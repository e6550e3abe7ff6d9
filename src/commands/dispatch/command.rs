//! Command trait and context for dispatching commands

use std::path::{Path, PathBuf};
use std::time::Instant;

use super::macros::trace_command;
use crate::cli::paths::resolve_store_path;
use crate::cli::Cli;
use rubrica_core::error::Result;
use rubrica_core::roster::Teacher;
use rubrica_core::store::Store;

/// Discover or open a store based on CLI configuration
pub fn discover_or_open_store(cli: &Cli, root: &Path) -> Result<Store> {
    match &cli.store {
        Some(path) => Store::open(&resolve_store_path(root, path)),
        None => Store::discover(root),
    }
}

/// Shared context for command execution
pub struct CommandContext<'a> {
    pub cli: &'a Cli,
    pub root: &'a PathBuf,
    pub start: Instant,
}

impl<'a> CommandContext<'a> {
    pub fn new(cli: &'a Cli, root: &'a PathBuf, start: Instant) -> Self {
        Self { cli, root, start }
    }

    pub fn discover_or_open_store(&self) -> Result<Store> {
        let store = discover_or_open_store(self.cli, self.root)?;
        trace_command!(self.cli, self.start, "open_store");
        Ok(store)
    }

    /// Open the store and resolve the teacher named by `--as`
    pub fn store_and_actor(&self) -> Result<(Store, Teacher)> {
        let Some(email) = self.cli.actor.as_deref() else {
            rubrica_core::bail_usage!("this command acts on behalf of a teacher; pass --as <email>");
        };
        let store = self.discover_or_open_store()?;
        let actor = store.teacher_by_email(email)?;
        tracing::debug!(actor = %actor.id, "resolved_actor");
        Ok((store, actor))
    }
}

/// Trait for commands that can be executed
pub trait Command {
    fn execute(&self, ctx: &CommandContext) -> Result<()>;
}

/// No-op command (when no subcommand is provided)
pub struct NoCommand;

impl Command for NoCommand {
    fn execute(&self, _ctx: &CommandContext) -> Result<()> {
        println!("rubrica {}", env!("CARGO_PKG_VERSION"));
        println!();
        println!("Weighted grading rubrics, notas and student averages.");
        println!();
        println!("Run `rubrica --help` for usage information.");
        Ok(())
    }
}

**AIM OF THE TASK:** Find the count of lines in the data above where the string "CommandContext" occurs. Provide that number alone.

**RESPONSE BOX:** 4